Il n'y a pas de modèle d'anarchie, aucune définition non plus.
Définir, c'est s'avouer vaincu d'avance. Définir, c'est arrêter le train qui roule dans la nuit quand il s'écartèle à l'aiguillage. Autant dire qu'on est pressé d'en finir avec l'intelligence de l'événement, C'est par son inaptitude foncière à ne savoir rien définir que l'homme piaffe dans les remarques et la philosophie. Un train à l'aiguillage, c'est un devoir bien fait, c'est de la route honnêtement vendue à moi, passager, acheteur de cette ligne de nuit qui me conduit à X en passant par l'aiguillage Y, bretelle nécessaire mais dont j'ignore la raison déviationniste.
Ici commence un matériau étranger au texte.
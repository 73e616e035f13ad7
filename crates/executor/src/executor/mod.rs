//! The Docker executor orchestrator.
//!
//! One `DockerExecutor` runs one job: `prepare` connects to the daemon and
//! builds the job's resources in dependency order, `run` executes scripts
//! in the build or predefined container, `cleanup` tears everything down.

pub mod containers;
pub mod services;

use std::collections::HashMap;
use std::path::PathBuf;
use std::sync::Arc;
use std::time::Duration;

use bollard::models::{DeviceMapping, DeviceRequest, Network};
use tokio::task::JoinSet;
use tokio::time::{timeout_at, Instant};
use tokio_util::sync::CancellationToken;
use tracing::{debug, error, warn};
use uuid::Uuid;

use crate::config::{DockerSettings, RunnerConfig};
use crate::docker::client::{DockerClient, DockerError, Tunnel};
use crate::error::ExecutorError;
use crate::helper_image::{self, HelperImageInfo};
use crate::job::{expand_value, GitStrategy, ImageDefinition, JobSpec};
use crate::labels::Labeler;
use crate::networks::{self, NetworkMode};
use crate::pull::{self, verify_allowed_image, ImageClient};
use crate::shell::Shell;
use crate::trace::TraceSink;
use crate::volumes::parser::{LinuxParser, VolumeParser, WindowsParser};
use crate::volumes::{self, VolumesError};
use crate::wait;

use containers::{BUILD_CONTAINER_TYPE, PREDEFINED_CONTAINER_TYPE};

/// Overall deadline for removing the job's containers, volumes and network.
const CLEANUP_TIMEOUT: Duration = Duration::from_secs(5 * 60);

#[derive(Debug, Clone, Copy, PartialEq, Eq)]
pub enum ExecutorStage {
    Prepare,
    CreatingBuildVolumes,
    CreatingServices,
    CreatingUserVolumes,
    PullingImage,
    Run,
    Cleanup,
}
//! Labeler — canonical label set identifying the containers, volumes and
//! networks belonging to one job instance.

use std::collections::HashMap;

use crate::job::JobSpec;

const LABEL_PREFIX: &str = "io.forgerunner.runner";

/// Pure mapping from key/value pairs to the canonical label set. Every
/// resource the executor creates carries these labels so that orphaned
/// resources can be traced back to a job.
#[derive(Debug, Clone)]
pub struct Labeler {
    base: HashMap<String, String>,
}

impl Labeler {
    pub fn new(job: &JobSpec) -> Self {
        let mut base = HashMap::new();
        base.insert(format!("{}.managed", LABEL_PREFIX), "true".to_string());
        base.insert(format!("{}.job.id", LABEL_PREFIX), job.job_id.to_string());
        base.insert(
            format!("{}.project.id", LABEL_PREFIX),
            job.project_id.to_string(),
        );
        base.insert(
            format!("{}.pipeline.id", LABEL_PREFIX),
            job.pipeline_id.to_string(),
        );
        base.insert(format!("{}.runner.id", LABEL_PREFIX), job.runner_id.clone());

        Self { base }
    }

    /// The base labels merged with per-call extras. Extra keys are namespaced
    /// under the same prefix; extras win on collision.
    pub fn labels(&self, extras: &[(&str, &str)]) -> HashMap<String, String> {
        let mut out = self.base.clone();
        for (key, value) in extras {
            out.insert(format!("{}.{}", LABEL_PREFIX, key), (*value).to_string());
        }
        out
    }
}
On ne me dévie pas de ma route, on me la rend parfaite et sûre. Moi, je ne pense qu'au bruit d'enfer et la peur m'envahit.
Je définis l'aiguillage par rapport à mon problème de solitaire roulant. Si je pense au bloc dispensateur de voie libre, j'y pense en imaginant l'homme aux manettes et à la possibilité d'une fausse manœuvre. Je ne donne pas la définition de 1'ingénieur, je ne vois pas la route en coupe où je risquerais de comprendre techniquement la croisée des rails. Je ne sais pas qu'après mon passage - et il est bien question de MON et non pas d'une donnée objective et chiffrée par le trafic - cette soupape se fermera, des bras de fer illuminés de vert se mettront en garde pour laisser glisser vers un autre point x, mon semblable, ce prochain de la gare que j'ai vu naguère sur le quai, hélant un porteur et s'installant dans le train suiveur, à cinq minutes, ce train suiveur qui me court aux fesses - et j'y pense - et qui trouvera la route libre sur ce chiffre de fer tordu, objet de mon ressentiment. II n'y a pas que moi dans le monde des trains. Et pourtant, c'est cela qui me retire tout à fait du monde à ce moment précis où - contre toute évidence - je me crois seul, fait comme un rat dans ce véhicule qui, au dépôt, n'est jamais qu'une abstraction de plus fuyant dans la nuit. Dans cette solitude du muscle, je ne me connais et ne me reconnais aucun maître, et voilà que je suis contraint de me solidariser avec le rail, le rail de mon inquiétude et le rail des autres, de tous les autres. J'ai le moyen de m'immoler à cette peur et je n'en ai qu'un, immédiat, auquel je n'ose me reporter : le signal d'alarme, car au-delà de cette poignée que je crois être de sécurité, il y a un tarif de pénalité, ce nivellement de l'autonomie, un simple avis qui me muselle. Ainsi de l'homme en société : il n'ose jamais tirer le signal, garant de sociabilité."
Le monde libertaire (janvier 1968)
Penser l'homme dans et par la société de son temps sans se revendiquer comme un intellectuel, un idéologue, Léo a su le faire avec cette simplicité géniale que revêt l'évidence, cette forme d'intelligence que l'on peut retrouver dans les textes de prévert entre autres. Cela fait du bien de relire ces textes tout simplement parce qu'ils nous rappellent que l'anarchie du coeur (réécouter l'"anamour" de Gainsbourg ou "l'Amour Anarchie de Ferré)" en dehors de toute idéologie se pose là où la question métaphysique de l'homme se pose, ce point d'interrogation sans lequel l'homme n'est qu'une mécanique bien huilée corvéable à merci par les mains des "puissants", ce refus fondamentale sans lequel toute liberté jette bas les armes et expire aux pieds des réponses toute faites...

1 commentaire:

Anonyme a dit…

Il n'y a pas de doute, c'était un vrai poète de l'anarchie...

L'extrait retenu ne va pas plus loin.